What you will do
Every single entry below should be reproduced verbatim.

(Dataset entries)
____________

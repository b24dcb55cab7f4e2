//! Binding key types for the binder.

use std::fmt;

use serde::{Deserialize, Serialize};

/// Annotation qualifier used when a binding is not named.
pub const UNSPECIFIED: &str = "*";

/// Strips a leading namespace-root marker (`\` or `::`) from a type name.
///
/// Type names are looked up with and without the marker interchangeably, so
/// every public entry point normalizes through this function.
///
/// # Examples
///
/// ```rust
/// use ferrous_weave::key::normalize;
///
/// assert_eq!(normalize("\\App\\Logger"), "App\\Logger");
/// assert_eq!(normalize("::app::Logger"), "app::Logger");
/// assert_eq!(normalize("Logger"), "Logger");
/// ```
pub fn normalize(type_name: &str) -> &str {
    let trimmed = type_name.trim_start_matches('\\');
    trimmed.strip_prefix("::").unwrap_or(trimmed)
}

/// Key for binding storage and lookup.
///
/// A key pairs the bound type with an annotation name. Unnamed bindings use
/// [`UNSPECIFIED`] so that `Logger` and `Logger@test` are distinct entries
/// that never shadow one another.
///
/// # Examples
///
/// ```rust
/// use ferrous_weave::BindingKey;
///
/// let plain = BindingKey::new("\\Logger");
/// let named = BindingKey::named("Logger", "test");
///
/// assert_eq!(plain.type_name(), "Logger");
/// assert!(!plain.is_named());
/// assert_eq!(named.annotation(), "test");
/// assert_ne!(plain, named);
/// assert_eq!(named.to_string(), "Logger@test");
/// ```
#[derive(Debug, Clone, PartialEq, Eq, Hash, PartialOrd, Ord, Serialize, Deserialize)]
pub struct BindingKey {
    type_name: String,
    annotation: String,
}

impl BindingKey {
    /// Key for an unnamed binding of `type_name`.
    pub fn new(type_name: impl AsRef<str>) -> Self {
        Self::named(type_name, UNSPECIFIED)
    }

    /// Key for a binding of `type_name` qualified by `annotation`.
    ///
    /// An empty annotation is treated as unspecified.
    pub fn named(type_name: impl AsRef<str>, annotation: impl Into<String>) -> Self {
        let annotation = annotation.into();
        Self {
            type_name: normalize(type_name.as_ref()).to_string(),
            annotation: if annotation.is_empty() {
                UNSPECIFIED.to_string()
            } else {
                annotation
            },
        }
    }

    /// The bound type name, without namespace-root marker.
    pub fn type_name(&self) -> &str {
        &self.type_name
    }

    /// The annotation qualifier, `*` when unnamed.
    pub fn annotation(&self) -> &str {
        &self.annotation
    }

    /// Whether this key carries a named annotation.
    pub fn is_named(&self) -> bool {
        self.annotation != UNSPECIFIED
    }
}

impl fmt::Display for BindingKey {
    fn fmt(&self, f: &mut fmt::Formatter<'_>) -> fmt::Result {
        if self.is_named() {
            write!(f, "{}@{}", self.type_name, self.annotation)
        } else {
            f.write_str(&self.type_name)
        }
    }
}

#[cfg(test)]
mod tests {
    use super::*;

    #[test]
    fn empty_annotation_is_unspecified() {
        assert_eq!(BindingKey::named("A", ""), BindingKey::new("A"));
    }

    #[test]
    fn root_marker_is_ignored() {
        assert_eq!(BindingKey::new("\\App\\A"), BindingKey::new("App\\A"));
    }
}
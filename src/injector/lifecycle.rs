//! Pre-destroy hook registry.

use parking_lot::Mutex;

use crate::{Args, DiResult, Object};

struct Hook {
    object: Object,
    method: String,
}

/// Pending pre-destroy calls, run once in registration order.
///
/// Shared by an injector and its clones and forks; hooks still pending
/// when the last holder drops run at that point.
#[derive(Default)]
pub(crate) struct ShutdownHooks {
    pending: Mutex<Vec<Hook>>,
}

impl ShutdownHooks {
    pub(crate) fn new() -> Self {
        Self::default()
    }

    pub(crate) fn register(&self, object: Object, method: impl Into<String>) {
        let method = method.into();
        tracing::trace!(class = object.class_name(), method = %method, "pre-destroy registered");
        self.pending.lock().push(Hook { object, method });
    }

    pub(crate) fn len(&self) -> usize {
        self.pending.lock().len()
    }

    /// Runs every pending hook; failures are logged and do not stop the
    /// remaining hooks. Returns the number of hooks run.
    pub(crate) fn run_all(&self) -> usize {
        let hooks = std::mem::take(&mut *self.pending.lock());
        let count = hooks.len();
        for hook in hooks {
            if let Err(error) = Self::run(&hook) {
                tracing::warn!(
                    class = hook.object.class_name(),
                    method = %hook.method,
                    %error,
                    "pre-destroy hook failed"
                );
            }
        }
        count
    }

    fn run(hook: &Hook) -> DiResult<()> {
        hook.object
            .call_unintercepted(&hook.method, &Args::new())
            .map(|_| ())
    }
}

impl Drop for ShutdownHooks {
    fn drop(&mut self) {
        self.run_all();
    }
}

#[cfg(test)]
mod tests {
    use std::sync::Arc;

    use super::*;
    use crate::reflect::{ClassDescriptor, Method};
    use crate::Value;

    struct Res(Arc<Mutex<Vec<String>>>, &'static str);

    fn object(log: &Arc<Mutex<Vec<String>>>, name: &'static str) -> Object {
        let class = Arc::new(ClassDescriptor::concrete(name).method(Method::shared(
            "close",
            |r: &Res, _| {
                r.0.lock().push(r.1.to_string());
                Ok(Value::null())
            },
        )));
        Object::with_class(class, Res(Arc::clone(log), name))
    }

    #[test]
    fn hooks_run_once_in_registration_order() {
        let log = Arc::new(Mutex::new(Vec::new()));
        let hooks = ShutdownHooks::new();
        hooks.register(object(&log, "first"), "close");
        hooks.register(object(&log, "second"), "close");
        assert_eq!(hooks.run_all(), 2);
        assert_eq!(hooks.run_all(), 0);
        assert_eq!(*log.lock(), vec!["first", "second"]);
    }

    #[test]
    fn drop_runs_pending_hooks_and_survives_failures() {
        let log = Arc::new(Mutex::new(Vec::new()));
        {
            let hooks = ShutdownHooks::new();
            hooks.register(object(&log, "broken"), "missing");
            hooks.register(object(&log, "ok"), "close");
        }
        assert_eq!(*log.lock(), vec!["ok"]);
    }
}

____________

Response
repository b24dcb55cab7f4e2
//! Binding key types for the binder.

use std::fmt;

use serde::{Deserialize, Serialize};

/// Annotation qualifier used when a binding is not named.
pub const UNSPECIFIED: &str = "*";

/// Strips a leading namespace-root marker (`\` or `::`) from a type name.
///
/// Type names are looked up with and without the marker interchangeably, so
/// every public entry point normalizes through this function.
///
/// # Examples
///
/// ```rust
/// use ferrous_weave::key::normalize;
///
/// assert_eq!(normalize("\\App\\Logger"), "App\\Logger");
/// assert_eq!(normalize("::app::Logger"), "app::Logger");
/// assert_eq!(normalize("Logger"), "Logger");
/// ```
pub fn normalize(type_name: &str) -> &str {
    let trimmed = type_name.trim_start_matches('\\');
    trimmed.strip_prefix("::").unwrap_or(trimmed)
}

/// Key for binding storage and lookup.
///
/// A key pairs the bound type with an annotation name. Unnamed bindings use
/// [`UNSPECIFIED`] so that `Logger` and `Logger@test` are distinct entries
/// that never shadow one another.
///
/// # Examples
///
/// ```rust
/// use ferrous_weave::BindingKey;
///
/// let plain = BindingKey::new("\\Logger");
/// let named = BindingKey::named("Logger", "test");
///
/// assert_eq!(plain.type_name(), "Logger");
/// assert!(!plain.is_named());
/// assert_eq!(named.annotation(), "test");
/// assert_ne!(plain, named);
/// assert_eq!(named.to_string(), "Logger@test");
/// ```
#[derive(Debug, Clone, PartialEq, Eq, Hash, PartialOrd, Ord, Serialize, Deserialize)]
pub struct BindingKey {
    type_name: String,
    annotation: String,
}

impl BindingKey {
    /// Key for an unnamed binding of `type_name`.
    pub fn new(type_name: impl AsRef<str>) -> Self {
        Self::named(type_name, UNSPECIFIED)
    }

    /// Key for a binding of `type_name` qualified by `annotation`.
    ///
    /// An empty annotation is treated as unspecified.
    pub fn named(type_name: impl AsRef<str>, annotation: impl Into<String>) -> Self {
        let annotation = annotation.into();
        Self {
            type_name: normalize(type_name.as_ref()).to_string(),
            annotation: if annotation.is_empty() {
                UNSPECIFIED.to_string()
            } else {
                annotation
            },
        }
    }

    /// The bound type name, without namespace-root marker.
    pub fn type_name(&self) -> &str {
        &self.type_name
    }

    /// The annotation qualifier, `*` when unnamed.
    pub fn annotation(&self) -> &str {
        &self.annotation
    }

    /// Whether this key carries a named annotation.
    pub fn is_named(&self) -> bool {
        self.annotation != UNSPECIFIED
    }
}

impl fmt::Display for BindingKey {
    fn fmt(&self, f: &mut fmt::Formatter<'_>) -> fmt::Result {
        if self.is_named() {
            write!(f, "{}@{}", self.type_name, self.annotation)
        } else {
            f.write_str(&self.type_name)
        }
    }
}

#[cfg(test)]
mod tests {
    use super::*;

    #[test]
    fn empty_annotation_is_unspecified() {
        assert_eq!(BindingKey::named("A", ""), BindingKey::new("A"));
    }

    #[test]
    fn root_marker_is_ignored() {
        assert_eq!(BindingKey::new("\\App\\A"), BindingKey::new("App\\A"));
    }
}
filename src/injector/lifecycle.rs
//! Pre-destroy hook registry.

use parking_lot::Mutex;

use crate::{Args, DiResult, Object};

struct Hook {
    object: Object,
    method: String,
}

/// Pending pre-destroy calls, run once in registration order.
///
/// Shared by an injector and its clones and forks; hooks still pending
/// when the last holder drops run at that point.
#[derive(Default)]
pub(crate) struct ShutdownHooks {
    pending: Mutex<Vec<Hook>>,
}

impl ShutdownHooks {
    pub(crate) fn new() -> Self {
        Self::default()
    }

    pub(crate) fn register(&self, object: Object, method: impl Into<String>) {
        let method = method.into();
        tracing::trace!(class = object.class_name(), method = %method, "pre-destroy registered");
        self.pending.lock().push(Hook { object, method });
    }

    pub(crate) fn len(&self) -> usize {
        self.pending.lock().len()
    }

    /// Runs every pending hook; failures are logged and do not stop the
    /// remaining hooks. Returns the number of hooks run.
    pub(crate) fn run_all(&self) -> usize {
        let hooks = std::mem::take(&mut *self.pending.lock());
        let count = hooks.len();
        for hook in hooks {
            if let Err(error) = Self::run(&hook) {
                tracing::warn!(
                    class = hook.object.class_name(),
                    method = %hook.method,
                    %error,
                    "pre-destroy hook failed"
                );
            }
        }
        count
    }

    fn run(hook: &Hook) -> DiResult<()> {
        hook.object
            .call_unintercepted(&hook.method, &Args::new())
            .map(|_| ())
    }
}

impl Drop for ShutdownHooks {
    fn drop(&mut self) {
        self.run_all();
    }
}

#[cfg(test)]
mod tests {
    use std::sync::Arc;

    use super::*;
    use crate::reflect::{ClassDescriptor, Method};
    use crate::Value;

    struct Res(Arc<Mutex<Vec<String>>>, &'static str);

    fn object(log: &Arc<Mutex<Vec<String>>>, name: &'static str) -> Object {
        let class = Arc::new(ClassDescriptor::concrete(name).method(Method::shared(
            "close",
            |r: &Res, _| {
                r.0.lock().push(r.1.to_string());
                Ok(Value::null())
            },
        )));
        Object::with_class(class, Res(Arc::clone(log), name))
    }

    #[test]
    fn hooks_run_once_in_registration_order() {
        let log = Arc::new(Mutex::new(Vec::new()));
        let hooks = ShutdownHooks::new();
        hooks.register(object(&log, "first"), "close");
        hooks.register(object(&log, "second"), "close");
        assert_eq!(hooks.run_all(), 2);
        assert_eq!(hooks.run_all(), 0);
        assert_eq!(*log.lock(), vec!["first", "second"]);
    }

    #[test]
    fn drop_runs_pending_hooks_and_survives_failures() {
        let log = Arc::new(Mutex::new(Vec::new()));
        {
            let hooks = ShutdownHooks::new();
            hooks.register(object(&log, "broken"), "missing");
            hooks.register(object(&log, "ok"), "close");
        }
        assert_eq!(*log.lock(), vec!["ok"]);
    }
}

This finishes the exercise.